= What you have to do =
Would you print the material exactly, starting at its first line and ending at the line holding "let rng = match"?

------

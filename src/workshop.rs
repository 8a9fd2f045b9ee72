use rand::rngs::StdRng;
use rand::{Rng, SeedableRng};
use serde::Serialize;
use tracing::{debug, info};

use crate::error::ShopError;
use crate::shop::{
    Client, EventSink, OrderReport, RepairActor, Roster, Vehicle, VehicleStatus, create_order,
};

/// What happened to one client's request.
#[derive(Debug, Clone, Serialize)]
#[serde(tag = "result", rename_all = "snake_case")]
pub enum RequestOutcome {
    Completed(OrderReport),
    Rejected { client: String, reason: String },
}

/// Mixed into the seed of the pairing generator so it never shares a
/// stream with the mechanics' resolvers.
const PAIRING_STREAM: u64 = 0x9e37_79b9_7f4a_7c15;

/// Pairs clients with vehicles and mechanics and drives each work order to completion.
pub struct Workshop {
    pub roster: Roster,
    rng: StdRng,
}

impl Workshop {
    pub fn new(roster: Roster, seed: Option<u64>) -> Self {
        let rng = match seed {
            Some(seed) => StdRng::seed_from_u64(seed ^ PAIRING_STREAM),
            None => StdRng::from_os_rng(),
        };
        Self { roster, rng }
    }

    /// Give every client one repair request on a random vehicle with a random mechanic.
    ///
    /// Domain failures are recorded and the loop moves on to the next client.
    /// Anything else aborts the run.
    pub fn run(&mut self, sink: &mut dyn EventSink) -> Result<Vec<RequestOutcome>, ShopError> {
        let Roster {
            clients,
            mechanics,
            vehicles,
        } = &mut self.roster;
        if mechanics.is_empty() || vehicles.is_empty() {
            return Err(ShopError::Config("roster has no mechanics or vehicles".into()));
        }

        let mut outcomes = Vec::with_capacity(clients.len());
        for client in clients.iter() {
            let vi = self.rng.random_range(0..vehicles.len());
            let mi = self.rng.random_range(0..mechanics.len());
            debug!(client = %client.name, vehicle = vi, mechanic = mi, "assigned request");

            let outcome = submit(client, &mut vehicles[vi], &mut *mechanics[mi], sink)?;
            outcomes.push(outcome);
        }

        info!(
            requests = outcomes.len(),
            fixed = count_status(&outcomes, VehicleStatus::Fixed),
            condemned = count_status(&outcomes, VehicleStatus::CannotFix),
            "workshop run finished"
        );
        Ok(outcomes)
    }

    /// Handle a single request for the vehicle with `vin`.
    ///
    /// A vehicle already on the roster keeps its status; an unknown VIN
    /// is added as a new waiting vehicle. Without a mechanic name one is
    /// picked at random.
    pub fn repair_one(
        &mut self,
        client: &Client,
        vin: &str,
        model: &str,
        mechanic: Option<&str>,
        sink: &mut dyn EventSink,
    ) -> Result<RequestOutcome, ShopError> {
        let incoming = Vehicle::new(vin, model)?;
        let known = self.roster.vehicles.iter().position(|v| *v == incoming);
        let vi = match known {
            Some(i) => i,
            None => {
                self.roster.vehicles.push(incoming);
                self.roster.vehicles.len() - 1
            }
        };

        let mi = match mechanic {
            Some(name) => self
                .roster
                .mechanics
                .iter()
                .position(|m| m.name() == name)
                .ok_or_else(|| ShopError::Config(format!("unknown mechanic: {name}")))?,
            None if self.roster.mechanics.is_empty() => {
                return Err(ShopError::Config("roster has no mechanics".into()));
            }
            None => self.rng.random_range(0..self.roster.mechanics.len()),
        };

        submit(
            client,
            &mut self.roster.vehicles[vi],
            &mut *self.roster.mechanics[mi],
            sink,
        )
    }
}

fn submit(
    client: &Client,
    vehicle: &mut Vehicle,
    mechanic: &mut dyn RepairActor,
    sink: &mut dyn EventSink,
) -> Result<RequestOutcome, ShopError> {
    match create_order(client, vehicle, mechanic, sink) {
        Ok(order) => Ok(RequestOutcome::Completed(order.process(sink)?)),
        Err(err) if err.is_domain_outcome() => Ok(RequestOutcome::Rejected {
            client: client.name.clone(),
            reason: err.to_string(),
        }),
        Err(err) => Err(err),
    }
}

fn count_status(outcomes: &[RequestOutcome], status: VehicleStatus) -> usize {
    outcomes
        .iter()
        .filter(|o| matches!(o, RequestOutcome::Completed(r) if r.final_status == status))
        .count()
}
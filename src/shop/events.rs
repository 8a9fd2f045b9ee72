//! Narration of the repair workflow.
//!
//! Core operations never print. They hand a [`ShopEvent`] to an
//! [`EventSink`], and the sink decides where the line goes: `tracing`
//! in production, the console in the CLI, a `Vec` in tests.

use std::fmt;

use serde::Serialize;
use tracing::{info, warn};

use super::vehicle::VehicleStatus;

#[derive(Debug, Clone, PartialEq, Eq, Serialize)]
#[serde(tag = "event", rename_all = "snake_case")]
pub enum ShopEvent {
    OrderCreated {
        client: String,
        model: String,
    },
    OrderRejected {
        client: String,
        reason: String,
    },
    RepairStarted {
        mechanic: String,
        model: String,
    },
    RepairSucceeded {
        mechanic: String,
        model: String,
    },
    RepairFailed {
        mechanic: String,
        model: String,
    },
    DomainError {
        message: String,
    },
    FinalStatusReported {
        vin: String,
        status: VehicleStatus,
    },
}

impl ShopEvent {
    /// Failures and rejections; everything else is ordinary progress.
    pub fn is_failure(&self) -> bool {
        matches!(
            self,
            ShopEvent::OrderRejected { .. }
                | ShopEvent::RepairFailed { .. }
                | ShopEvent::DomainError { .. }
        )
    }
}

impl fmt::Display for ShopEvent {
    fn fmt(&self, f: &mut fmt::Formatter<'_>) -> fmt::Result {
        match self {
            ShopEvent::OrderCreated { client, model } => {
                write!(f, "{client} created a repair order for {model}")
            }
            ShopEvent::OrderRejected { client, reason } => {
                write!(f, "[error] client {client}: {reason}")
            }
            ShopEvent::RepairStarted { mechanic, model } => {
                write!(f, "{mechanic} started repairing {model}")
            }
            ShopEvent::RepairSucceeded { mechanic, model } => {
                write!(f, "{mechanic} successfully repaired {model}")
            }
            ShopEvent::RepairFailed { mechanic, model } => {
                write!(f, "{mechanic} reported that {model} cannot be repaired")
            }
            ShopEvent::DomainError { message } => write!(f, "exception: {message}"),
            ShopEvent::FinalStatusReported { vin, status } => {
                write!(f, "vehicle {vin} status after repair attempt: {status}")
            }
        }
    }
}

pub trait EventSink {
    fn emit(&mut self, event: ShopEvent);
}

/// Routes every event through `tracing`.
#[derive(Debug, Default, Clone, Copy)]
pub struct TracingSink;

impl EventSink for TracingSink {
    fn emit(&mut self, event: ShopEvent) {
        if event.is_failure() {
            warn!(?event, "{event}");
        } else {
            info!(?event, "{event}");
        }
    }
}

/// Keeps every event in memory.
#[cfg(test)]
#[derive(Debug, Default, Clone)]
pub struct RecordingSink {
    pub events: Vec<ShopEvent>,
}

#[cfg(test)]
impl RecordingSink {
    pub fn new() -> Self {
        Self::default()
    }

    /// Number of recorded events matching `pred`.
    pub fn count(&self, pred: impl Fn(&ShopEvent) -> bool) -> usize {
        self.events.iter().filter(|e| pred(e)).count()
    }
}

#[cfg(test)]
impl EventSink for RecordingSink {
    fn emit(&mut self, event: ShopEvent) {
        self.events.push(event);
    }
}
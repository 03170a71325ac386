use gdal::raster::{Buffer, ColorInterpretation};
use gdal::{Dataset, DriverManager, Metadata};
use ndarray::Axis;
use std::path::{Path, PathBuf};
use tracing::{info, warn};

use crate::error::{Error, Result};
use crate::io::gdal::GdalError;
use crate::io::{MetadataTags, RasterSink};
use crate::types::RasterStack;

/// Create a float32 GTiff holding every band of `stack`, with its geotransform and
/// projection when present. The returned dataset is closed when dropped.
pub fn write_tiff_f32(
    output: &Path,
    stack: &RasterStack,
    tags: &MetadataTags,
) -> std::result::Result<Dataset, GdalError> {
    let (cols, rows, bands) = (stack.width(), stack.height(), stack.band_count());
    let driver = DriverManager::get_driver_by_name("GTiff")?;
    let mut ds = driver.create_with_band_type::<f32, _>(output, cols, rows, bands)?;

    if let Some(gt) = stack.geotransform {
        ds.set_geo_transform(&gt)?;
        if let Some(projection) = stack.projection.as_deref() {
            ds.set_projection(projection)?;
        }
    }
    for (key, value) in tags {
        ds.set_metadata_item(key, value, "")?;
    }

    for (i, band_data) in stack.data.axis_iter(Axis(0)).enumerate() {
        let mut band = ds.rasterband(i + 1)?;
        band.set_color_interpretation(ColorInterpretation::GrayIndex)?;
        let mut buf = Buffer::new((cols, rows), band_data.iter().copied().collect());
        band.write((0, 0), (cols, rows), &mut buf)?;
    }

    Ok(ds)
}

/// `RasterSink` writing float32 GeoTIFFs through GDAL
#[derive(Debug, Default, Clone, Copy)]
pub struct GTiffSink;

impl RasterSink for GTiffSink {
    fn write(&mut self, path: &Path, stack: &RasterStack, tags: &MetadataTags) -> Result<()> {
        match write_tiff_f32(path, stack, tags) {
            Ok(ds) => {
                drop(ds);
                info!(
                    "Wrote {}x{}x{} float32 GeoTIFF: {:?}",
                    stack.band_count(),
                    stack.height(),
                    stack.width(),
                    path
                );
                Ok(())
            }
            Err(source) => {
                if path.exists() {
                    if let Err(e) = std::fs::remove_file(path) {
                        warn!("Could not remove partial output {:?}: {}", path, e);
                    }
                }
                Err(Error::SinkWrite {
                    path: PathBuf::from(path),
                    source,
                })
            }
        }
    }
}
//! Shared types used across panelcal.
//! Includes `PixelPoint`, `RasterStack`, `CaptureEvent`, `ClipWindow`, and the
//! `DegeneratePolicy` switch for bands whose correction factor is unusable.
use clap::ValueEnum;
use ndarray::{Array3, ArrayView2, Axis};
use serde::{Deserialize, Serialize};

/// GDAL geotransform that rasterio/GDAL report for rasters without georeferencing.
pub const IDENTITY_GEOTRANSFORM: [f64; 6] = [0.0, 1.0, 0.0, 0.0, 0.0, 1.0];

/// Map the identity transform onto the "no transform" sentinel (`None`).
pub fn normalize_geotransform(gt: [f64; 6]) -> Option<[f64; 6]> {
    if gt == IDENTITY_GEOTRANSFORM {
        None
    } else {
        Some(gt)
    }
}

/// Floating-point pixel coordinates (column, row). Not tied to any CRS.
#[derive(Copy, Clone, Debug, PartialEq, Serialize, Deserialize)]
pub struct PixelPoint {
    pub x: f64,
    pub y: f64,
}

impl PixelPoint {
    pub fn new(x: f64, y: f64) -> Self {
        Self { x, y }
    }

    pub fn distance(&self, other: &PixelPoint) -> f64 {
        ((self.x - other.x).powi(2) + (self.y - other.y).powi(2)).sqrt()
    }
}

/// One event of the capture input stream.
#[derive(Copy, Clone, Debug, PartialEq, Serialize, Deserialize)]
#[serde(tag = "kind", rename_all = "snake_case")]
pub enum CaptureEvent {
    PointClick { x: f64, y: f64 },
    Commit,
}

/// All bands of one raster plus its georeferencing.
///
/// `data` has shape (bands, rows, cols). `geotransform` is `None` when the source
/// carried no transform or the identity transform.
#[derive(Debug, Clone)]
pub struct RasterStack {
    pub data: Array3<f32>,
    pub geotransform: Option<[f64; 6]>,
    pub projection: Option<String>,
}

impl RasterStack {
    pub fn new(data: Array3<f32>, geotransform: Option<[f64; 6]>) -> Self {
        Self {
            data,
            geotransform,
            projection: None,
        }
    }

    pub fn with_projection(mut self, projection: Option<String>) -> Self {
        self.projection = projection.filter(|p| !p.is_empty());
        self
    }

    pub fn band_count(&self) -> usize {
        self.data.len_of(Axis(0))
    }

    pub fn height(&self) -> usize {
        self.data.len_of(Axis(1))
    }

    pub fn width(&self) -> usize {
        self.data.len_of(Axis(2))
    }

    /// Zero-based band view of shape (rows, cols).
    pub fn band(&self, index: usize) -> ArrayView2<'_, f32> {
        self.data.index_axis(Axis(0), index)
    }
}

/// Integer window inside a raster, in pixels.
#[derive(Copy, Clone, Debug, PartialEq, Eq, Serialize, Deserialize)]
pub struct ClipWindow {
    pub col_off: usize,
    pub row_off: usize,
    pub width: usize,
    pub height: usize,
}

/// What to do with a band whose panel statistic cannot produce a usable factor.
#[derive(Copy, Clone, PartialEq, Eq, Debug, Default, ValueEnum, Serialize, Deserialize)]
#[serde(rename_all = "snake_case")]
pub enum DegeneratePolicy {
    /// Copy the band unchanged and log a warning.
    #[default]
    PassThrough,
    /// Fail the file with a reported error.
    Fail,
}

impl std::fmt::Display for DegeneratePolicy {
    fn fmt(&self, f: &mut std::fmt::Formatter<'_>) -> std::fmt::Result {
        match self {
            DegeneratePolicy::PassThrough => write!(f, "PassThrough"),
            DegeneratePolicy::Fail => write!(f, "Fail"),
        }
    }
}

------

= Expected answer =
filename src/workshop.rs
repository 8a9fd2f045b9ee72
use rand::rngs::StdRng;
use rand::{Rng, SeedableRng};
use serde::Serialize;
use tracing::{debug, info};

use crate::error::ShopError;
use crate::shop::{
    Client, EventSink, OrderReport, RepairActor, Roster, Vehicle, VehicleStatus, create_order,
};

/// What happened to one client's request.
#[derive(Debug, Clone, Serialize)]
#[serde(tag = "result", rename_all = "snake_case")]
pub enum RequestOutcome {
    Completed(OrderReport),
    Rejected { client: String, reason: String },
}

/// Mixed into the seed of the pairing generator so it never shares a
/// stream with the mechanics' resolvers.
const PAIRING_STREAM: u64 = 0x9e37_79b9_7f4a_7c15;

/// Pairs clients with vehicles and mechanics and drives each work order to completion.
pub struct Workshop {
    pub roster: Roster,
    rng: StdRng,
}

impl Workshop {
    pub fn new(roster: Roster, seed: Option<u64>) -> Self {
        let rng = match seed {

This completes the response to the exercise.